Terrapin mitigation

SpiceDenver · June 5, 2024, 7:54pm

Has there been a patch issued, or update for version 7, that mitigated the terrapin MitM attack? It’s been almost 90 days since we discovered the vulnerability on our system and I’m hopeful to not have to edit template files, if possible.

See CVE-2023-48795

dnutan · June 5, 2024, 8:36pm

According to Red Hat, no patch planned for EL7 due to being “out of support scope”.
It offers a manual mitigation:

If “kex-strict-c-v00@openssh.com” is provided by clients and “kex-strict-s-v00@openssh.com” is in the server’s reply, you use the latest version and are safe, otherwise you may want to disable vulnerable ciphers via crypto policy.

We can recommend to use strict MACs and Ciphers on RHEL7 in both files /etc/ssh/ssh_config and /etc/ssh/sshd_config.

Below strict set of Ciphers and MACs can be used as mitigation for RHEL 7.
Ciphers aes128-ctr,aes192-ctr,aes256-ctr,aes128-gcm@openssh.com,aes256-gcm@openssh.com
MACs umac-64@openssh.com,umac-128@openssh.com,hmac-sha2-256,hmac-sha2-512

SpiceDenver · June 6, 2024, 1:11pm

I found similar documentation.

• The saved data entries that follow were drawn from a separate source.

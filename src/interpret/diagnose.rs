//! Infeasibility diagnosis.
//!
//! Turns an infeasible-constraint witness into operator-facing sentences,
//! one per constraint, keyed by constraint category. Constraints built by
//! this crate carry their [`ConstraintTag`]; witnesses that only carry
//! names are parsed with [`ConstraintTag::parse`], which recovers `_`
//! inside the leading key only. Anything that cannot be described falls
//! back to `conflicting constraint: <name>`.

use crate::lp::{LpModel, Solution, SolverStatus};
use crate::models::{ConstraintCategory as C, ConstraintTag};

/// Sentence for a tag, or `None` when the tag lacks the keys its
/// category needs.
pub fn describe(tag: &ConstraintTag) -> Option<String> {
    let needed = tag.category.min_keys();
    if tag.keys.len() < needed {
        return None;
    }

    let k = |i: usize| tag.key(i);
    let message = match tag.category {
        C::SourceBalance => format!("Source {} cannot send the full demand.", k(0)),
        C::SinkBalance => format!("Destination {} cannot receive the full demand.", k(0)),
        C::FlowBalance | C::Conservation => format!("Flow cannot be conserved at node {}.", k(0)),
        C::LinkActivation => format!("Link {} → {} cannot carry the flow routed over it.", k(0), k(1)),
        C::Reliability => format!(
            "Reliability cap on link {} → {} leaves too little room for the demand.",
            k(0),
            k(1)
        ),
        C::LoadBalance => format!("Load-balancing cap on link {} → {} is too tight.", k(0), k(1)),
        C::SourceSupply => format!("Source {} cannot send more people than it holds.", k(0)),
        C::SourceMinimum => format!("Nobody can leave source {}.", k(0)),
        C::EdgeLink => format!("Passage {} → {} is needed but cannot be opened.", k(0), k(1)),
        C::ArrivalTime => format!(
            "Reaching exit {} through {} → {} takes too long.",
            k(0),
            k(1),
            k(2)
        ),
        C::HorizonLink => format!("Exit {} is reached after the evacuation deadline.", k(0)),
        C::Horizon => "The maximum evacuation time is too short.".to_string(),
        C::ResourceCapacity => format!(
            "Resource {} is over-committed at instant {}.",
            k(0),
            k(1).trim_start_matches('t')
        ),
        C::Deadline => format!("Mission {} cannot start at {} and meet its deadline.", k(0), k(1)),
        C::SingleStart => format!("Mission {} can be scheduled at most once.", k(0)),
        C::Coverage => format!(
            "Understaffed: not enough '{}' for the {} {} shift.",
            k(2),
            k(0),
            k(1)
        ),
        C::HireLink => format!("{} must be hired to work {} ({}).", k(0), k(1), k(2)),
        C::Unavailable => format!("{} is not available on {} ({}).", k(0), k(1), k(2)),
        C::OnePerDay => format!("{} cannot work more than one shift on {}.", k(0), k(1)),
        C::Rest => format!(
            "Insufficient rest: {}'s guard on {} rules out the morning of {}.",
            k(0),
            k(1),
            k(2)
        ),
        C::GuardSpacing => format!(
            "Guard spacing: {} cannot take guards this close ({} to {}).",
            k(0),
            k(1),
            tag.last_key()
        ),
        C::MorningStreak => format!(
            "Too many consecutive mornings for {} ({} to {}).",
            k(0),
            k(1),
            tag.last_key()
        ),
        C::MaxTotal => format!("Maximum shift count exceeded for {}.", k(0)),
        C::MinTotal => format!("Minimum shift count unreachable for {}.", k(0)),
        C::HireRequired => format!("{} must be hired.", k(0)),
        C::ResourceAvailability => format!("Resource {} is not available in sufficient quantity.", k(0)),
        C::MinimumOutput => format!("The committed output of {} cannot be produced.", k(0)),
    };
    Some(message)
}

/// Generic message for a constraint that cannot be described.
pub fn fallback(name: &str) -> String {
    format!("conflicting constraint: {name}")
}

/// One sentence per tag.
pub fn explain_tags<'a>(tags: impl IntoIterator<Item = &'a ConstraintTag>) -> Vec<String> {
    tags.into_iter()
        .map(|tag| describe(tag).unwrap_or_else(|| fallback(&tag.name())))
        .collect()
}

/// One sentence per constraint name.
pub fn explain_names<S: AsRef<str>>(names: impl IntoIterator<Item = S>) -> Vec<String> {
    names
        .into_iter()
        .map(|name| {
            let name = name.as_ref();
            ConstraintTag::parse(name)
                .and_then(|tag| describe(&tag))
                .unwrap_or_else(|| fallback(name))
        })
        .collect()
}

/// Explains the infeasible witness of a solution.
///
/// Empty unless the status is infeasible. An empty witness (subset
/// computation failed or unsupported) gives an empty list.
pub fn explain(model: &LpModel, solution: &Solution) -> Vec<String> {
    if solution.status != SolverStatus::Infeasible {
        return Vec::new();
    }
    explain_tags(
        solution
            .infeasible_subset
            .iter()
            .filter(|id| id.index() < model.constraints().len())
            .map(|&id| &model.constraint(id).tag),
    )
}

I also found steps to resolve by editing the /etc/ssh/ config files to remove the ciphers, which I’ve done for several other servers. On Neth, if I alter the config files, won’t it return later unless I alter a template file? Which file(s) do I need to actually edit?

dnutan · June 9, 2024, 8:04pm

Maybe wise for the dev team (cc/ @giacomo ) to implement the mitigation through the “Disable weak ciphers” feature available on the UI.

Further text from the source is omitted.